Nearly 40 kids fidget nervously in a jam-packed waiting room with sheet music in hand. This is it. This is their time to shine. They walk into the room, facing a panel of directors who are eying them like hawks. Hearts are racing, and there is no turning back. “Welcome everybody how’re ya doin' today?” asks Kate Horvath, the bubbly and enthusiastic education director of the Duluth Playhouse.
Everyone sighs in relief. This warm welcome to the audition seems to calm nerves.
“Shake it out, shake it out, shake it out,” Horvath yells. Giggles fill the room.
In addition to working at the Duluth Playhouse, Horvath also enjoys performing in many of the Playhouse’s theatrical productions. She loves nothing more than teaching acting classes at the Duluth Playhouse Conservatory for the Performing Arts, she said.

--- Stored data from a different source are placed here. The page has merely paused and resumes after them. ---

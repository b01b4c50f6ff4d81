//! In-process entity store for tests and demos.
//!
//! Exact-match filters, merge-upsert by id, projection. No unique indexes:
//! like a store without constraint enforcement, it will happily keep two
//! documents with the same handle, which is exactly what the policy layer's
//! fast-reject checks are tested against.

use anyhow::Result;
use async_trait::async_trait;
use serde_json::{Map, Value};
use std::collections::HashMap;
use tokio::sync::Mutex;
use ulid::Ulid;

use super::{EntityStore, Query, StoreError};

#[derive(Debug, Default)]
pub struct MemoryStore {
    collections: Mutex<HashMap<String, Vec<Map<String, Value>>>>,
}

impl MemoryStore {
    #[must_use]
    pub fn new() -> Self {
        Self::default()
    }

    fn matches(doc: &Map<String, Value>, query: &Query) -> bool {
        query
            .filter()
            .iter()
            .all(|(key, value)| doc.get(key) == Some(value))
    }

    fn project(doc: &Map<String, Value>, query: &Query) -> Value {
        if query.fields().is_empty() {
            return Value::Object(doc.clone());
        }
        let mut out = Map::new();
        // The id always survives projection.
        if let Some(id) = doc.get("id") {
            out.insert("id".to_string(), id.clone());
        }
        for field in query.fields() {
            if let Some(value) = doc.get(field) {
                out.insert(field.clone(), value.clone());
            }
        }
        Value::Object(out)
    }
}

#[async_trait]
impl EntityStore for MemoryStore {
    async fn load(&self, collection: &str, query: &Query) -> Result<Option<Value>> {
        let collections = self.collections.lock().await;
        let Some(docs) = collections.get(collection) else {
            return Ok(None);
        };
        Ok(docs
            .iter()
            .find(|doc| Self::matches(doc, query))
            .map(|doc| Self::project(doc, query)))
    }

    async fn list(&self, collection: &str, query: &Query) -> Result<Vec<Value>> {
        let collections = self.collections.lock().await;
        let Some(docs) = collections.get(collection) else {
            return Ok(Vec::new());
        };
        let limit = query.limit().unwrap_or(usize::MAX);
        Ok(docs
            .iter()
            .filter(|doc| Self::matches(doc, query))
            .take(limit)
            .map(|doc| Self::project(doc, query))
            .collect())
    }

    async fn save(&self, collection: &str, doc: Value) -> Result<Value> {
        let Value::Object(mut doc) = doc else {
            return Err(StoreError::NotAnObject.into());
        };

        let mut collections = self.collections.lock().await;
        let docs = collections.entry(collection.to_string()).or_default();

        let id = match doc.get("id") {
            None => {
                let id = Ulid::new().to_string();
                doc.insert("id".to_string(), Value::String(id.clone()));
                id
            }
            Some(Value::String(id)) => id.clone(),
            Some(_) => return Err(StoreError::BadId.into()),
        };

        if let Some(existing) = docs
            .iter_mut()
            .find(|existing| existing.get("id").and_then(Value::as_str) == Some(id.as_str()))
        {
            for (key, value) in doc {
                existing.insert(key, value);
            }
            return Ok(Value::Object(existing.clone()));
        }

        docs.push(doc.clone());
        Ok(Value::Object(doc))
    }
}

#[cfg(test)]
mod tests {
    use super::*;
    use serde_json::json;

    #[tokio::test]
    async fn save_assigns_an_id() -> Result<()> {
        let store = MemoryStore::new();
        let saved = store.save("accounts", json!({"handle": "alice"})).await?;
        assert!(saved["id"].is_string());
        Ok(())
    }

    #[tokio::test]
    async fn save_merges_over_existing_fields() -> Result<()> {
        let store = MemoryStore::new();
        let saved = store
            .save("accounts", json!({"handle": "alice", "plan": "pro"}))
            .await?;
        let id = saved["id"].as_str().unwrap().to_string();

        // A projected read written back must not clobber `plan`.
        store
            .save("accounts", json!({"id": id, "name": "Alice"}))
            .await?;
        let loaded = store
            .load("accounts", &Query::by("id", json!(id)))
            .await?
            .unwrap();
        assert_eq!(loaded["plan"], json!("pro"));
        assert_eq!(loaded["name"], json!("Alice"));
        Ok(())
    }

    #[tokio::test]
    async fn load_filters_and_projects() -> Result<()> {
        let store = MemoryStore::new();
        store
            .save(
                "accounts",
                json!({"handle": "alice", "email": "a@x.com", "pass": "digest"}),
            )
            .await?;

        let query = Query::by("handle", json!("alice"))
            .with_fields(vec!["handle".to_string(), "email".to_string()]);
        let doc = store.load("accounts", &query).await?.unwrap();
        assert_eq!(doc["handle"], json!("alice"));
        assert!(doc.get("pass").is_none());
        assert!(doc["id"].is_string());

        assert!(store
            .load("accounts", &Query::by("handle", json!("bob")))
            .await?
            .is_none());
        Ok(())
    }

    #[tokio::test]
    async fn list_respects_limit() -> Result<()> {
        let store = MemoryStore::new();
        for n in 0..5 {
            store
                .save("accounts", json!({"handle": format!("user_{n}"), "active": true}))
                .await?;
        }
        let docs = store
            .list(
                "accounts",
                &Query::by("active", json!(true)).with_limit(3),
            )
            .await?;
        assert_eq!(docs.len(), 3);
        Ok(())
    }

    #[tokio::test]
    async fn save_rejects_non_objects() {
        let store = MemoryStore::new();
        assert!(store.save("accounts", json!("nope")).await.is_err());
    }
}
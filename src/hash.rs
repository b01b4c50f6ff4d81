//! The password-hash hook: trait, default implementation, salt generation.
//!
//! The one-way transform is deliberately behind [`Hasher`] so the scheme can
//! be swapped without touching validation logic. The default hook is an
//! iterated salted SHA-256 with the configured round count; hosts with
//! stronger requirements inject their own.

use anyhow::{Context, Result};
use async_trait::async_trait;
use base64ct::{Base64, Encoding};
use rand::{rngs::OsRng, RngCore};
use secrecy::{ExposeSecret, SecretString};
use serde_json::json;
use sha2::{Digest, Sha256};

use crate::core::Core;
use crate::options::{Options, SaltFormat};
use crate::reply::{Check, Deny, Why};

/// Opaque password-derived fields, ready for storage.
#[derive(Debug, Clone, PartialEq, Eq)]
pub struct Hashed {
    pub pass: String,
    pub salt: String,
}

/// The externally supplied one-way transform.
///
/// Failures propagate as [`Deny`] outcomes with the hook's own reason code
/// and details forwarded verbatim; infrastructure errors use the outer
/// `Result`.
#[async_trait]
pub trait Hasher: Send + Sync {
    async fn digest(&self, pass: &SecretString, salt: &str, rounds: u32) -> Result<Check<String>>;
}

/// Default hook: `rounds` iterations of SHA-256 over `salt || pass`,
/// hex-encoded.
#[derive(Clone, Copy, Debug, Default)]
pub struct Sha256Hasher;

#[async_trait]
impl Hasher for Sha256Hasher {
    async fn digest(&self, pass: &SecretString, salt: &str, rounds: u32) -> Result<Check<String>> {
        let mut hasher = Sha256::new();
        hasher.update(salt.as_bytes());
        hasher.update(pass.expose_secret().as_bytes());
        let mut out = hasher.finalize();
        for _ in 1..rounds {
            let mut hasher = Sha256::new();
            hasher.update(&out);
            out = hasher.finalize();
        }
        Ok(Ok(hex::encode(out)))
    }
}

/// Generate a random salt in the configured length and encoding.
pub fn generate_salt(options: &Options) -> Result<String> {
    let mut bytes = vec![0u8; options.salt_bytelen()];
    OsRng
        .try_fill_bytes(&mut bytes)
        .context("failed to generate salt")?;
    Ok(match options.salt_format() {
        SaltFormat::Hex => hex::encode(&bytes),
        SaltFormat::Base64 => Base64::encode_string(&bytes),
    })
}

/// Build storable pass/salt fields from a plaintext.
///
/// Enforces the password length policy, generates a salt when none is
/// supplied (verification flows pass the stored one), and delegates the
/// transform to the injected hook.
pub async fn encrypt(core: &Core, pass: &SecretString, salt: Option<String>) -> Result<Check<Hashed>> {
    let minlen = core.options().password_minlen();
    if pass.expose_secret().chars().count() < minlen {
        return Ok(Err(Deny::with_details(
            Why::PasswordTooShort,
            json!({ "minimum": minlen }),
        )));
    }

    let salt = match salt {
        Some(salt) => salt,
        None => generate_salt(core.options())?,
    };

    match core
        .hasher()
        .digest(pass, &salt, core.options().rounds())
        .await?
    {
        Ok(pass) => Ok(Ok(Hashed { pass, salt })),
        Err(deny) => Ok(Err(deny)),
    }
}

/// Check a proposed plaintext against stored pass/salt fields.
pub async fn verify(
    core: &Core,
    proposed: &SecretString,
    pass: &str,
    salt: &str,
) -> Result<Check<()>> {
    let digest = match core
        .hasher()
        .digest(proposed, salt, core.options().rounds())
        .await?
    {
        Ok(digest) => digest,
        Err(deny) => return Ok(Err(deny)),
    };
    if digest == pass {
        Ok(Ok(()))
    } else {
        Ok(Err(Deny::new(Why::InvalidPassword)))
    }
}
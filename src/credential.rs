//! Credential management: building pass/salt fields from request material.
//!
//! Policy lives here (alias extraction, repeat confirmation); the one-way
//! transform itself is the hash hook's mechanism. A repeat mismatch never
//! reaches the hook.

use anyhow::Result;
use secrecy::ExposeSecret;
use serde_json::Value;

use crate::core::Core;
use crate::hash::{self, Hashed};
use crate::msg::{extract_pass, str_field};
use crate::reply::{Check, Deny, Why};

/// Build storable pass/salt fields from whatever password material the
/// request carries. A supplied `salt` switches the hook into verification
/// mode (re-deriving against an existing salt) instead of minting one.
pub async fn build_pass_fields(core: &Core, msg: &Value) -> Result<Check<Hashed>> {
    let Some(input) = extract_pass(msg) else {
        return Ok(Err(Deny::new(Why::NoPassword)));
    };

    if let Some(repeat) = &input.repeat {
        if repeat.expose_secret() != input.pass.expose_secret() {
            return Ok(Err(Deny::new(Why::RepeatPasswordMismatch)));
        }
    }

    let salt = str_field(msg, "salt").map(ToString::to_string);
    hash::encrypt(core, &input.pass, salt).await
}
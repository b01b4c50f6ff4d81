//! Pluggable token and handle generation.
//!
//! Resolved once at core construction; everything that mints a token goes
//! through the same [`TokenMinter`] so hosts can swap the scheme without
//! touching lifecycle logic.

use rand::Rng;
use uuid::Uuid;

const HANDLE_ALPHABET: &[u8] = b"abcdefghijklmnopqrstuvwxyz";
const HANDLE_LEN: usize = 12;

/// Strategy for bearer tokens and generated handles.
pub trait TokenMinter: Send + Sync {
    /// An opaque, unguessable bearer token.
    fn make_token(&self) -> String;

    /// A fallback handle for registrations that supply none.
    fn make_handle(&self) -> String;
}

/// Default minter: random UUIDs for tokens, short lowercase-alpha handles.
#[derive(Clone, Copy, Debug, Default)]
pub struct RandomMinter;

impl TokenMinter for RandomMinter {
    fn make_token(&self) -> String {
        // Random, not time-ordered. Tokens must not leak creation order.
        Uuid::new_v4().to_string()
    }

    fn make_handle(&self) -> String {
        let mut rng = rand::thread_rng();
        (0..HANDLE_LEN)
            .map(|_| HANDLE_ALPHABET[rng.gen_range(0..HANDLE_ALPHABET.len())] as char)
            .collect()
    }
}

#[cfg(test)]
mod tests {
    use super::*;

    #[test]
    fn tokens_are_unique() {
        let minter = RandomMinter;
        assert_ne!(minter.make_token(), minter.make_token());
    }

    #[test]
    fn generated_handles_fit_default_policy() {
        let minter = RandomMinter;
        let handle = minter.make_handle();
        assert_eq!(handle.len(), HANDLE_LEN);
        assert!(handle.chars().all(|c| c.is_ascii_lowercase()));
    }
}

“The nerves in there, they sometimes get the better of them, and oftentimes if I can get them to do something really silly, it gets them past it, and they can just get over that moment,” Horvath said.
Horvath is a 2001 UMD graduate who earned a BFA in theater, with an emphasis in musical theater. She was part of the first graduating class of the Musical Theatre Emphasis program, which is a part of the UMD School of Fine Arts. After graduating, Horvath moved to New York for five years where she performed in many off-Broadway shows and classical productions.
“It was one of the most transformational experiences," Horvath said. "I can’t imagine anything that was more perspective-altering and multi-changing than growing up in Superior, Wis., and then moving to New York and living there and starting to hone a professional acting career."
Horvath's acting career wasn't the only thing she realized she was passionate about while living in New York. She moved back to Duluth to teach others how to do what she loves to do.
Cheryl Skafte, instructor and director of the Children's Theater program at the Duluth Playhouse, has been around the Playhouse ever since she can remember.
“I’ve been teaching in the program for a long time, and it’s been neat to see the energy and passion and commitment that Horvath has brought to the program,” Skafte said.
Aside from being education director and an actress for the Duluth Playhouse, Horvath oversees the administration and outreach activities that support the education programming at the Playhouse year round.
“We have a full-fledged conservatory, and we are busy pretty much 24/7 producing both the shows for the Playhouse main stage season, the Children’s Theatre, and education opportunities,” Horvath said.
Horvath also became committed to creating “Stage Play” with the Scottish Rite Clinic, which is a theater program for children with autism.
“When I saw how it gave them confidence, how it helped develop language, how it gave them a safe framework with which to experiment with their social skills and their level of sensory comfort, it totally lit the fire for the things that theater really does," Horvath said. "It isn’t about getting flowers at the end and the audience giving you a standing ovation. It’s about so much more than that. Life-changing stuff."
Jeanie Peterson, a Playhouse board member, volunteer, and mother of children who act, said she is appreciative of Horvath’s work within the Playhouse and Duluth community.
“I remember the moment that she started," Peterson said. "She brought this amazing energy to the program, and it’s just grown considerably over the years since she’s been here.
“She’s really worked hard to get more and more children in Duluth opportunities to be part of the Playhouse, whether through classes or performing," Peterson added. "I think she is an amazing mentor and teacher to youth in Duluth who are interested in acting or in theater.”
Working with children and the performing arts is something Horvath is extremely passionate about, and she can see herself teaching children with her knowledge and expertise for the rest of her life, she said.
“Once theater artists are exposed or get a chance to experience the transformational power of working with kids in theater and seeing what it can do for them, I think it's pretty easy to get hooked,” Horvath said. “I can’t think of anything else I’d be better suited to do. It’s totally my calling, and I still get to perform and do things that are for me, too.”
Those who know Horvath say that she encourages children to follow their dreams and expresses that it is OK to be yourself along the way.
“In New York, I was one of the hundreds of girls who looked just like me," Horvath said. "Maybe they sang better than me. Maybe they didn’t. Maybe they were skinnier than me. Maybe they weren’t. It didn’t matter.
"Here the stuff that I do every day matters," Horvath said. "It impacts those kids. It changes lives.”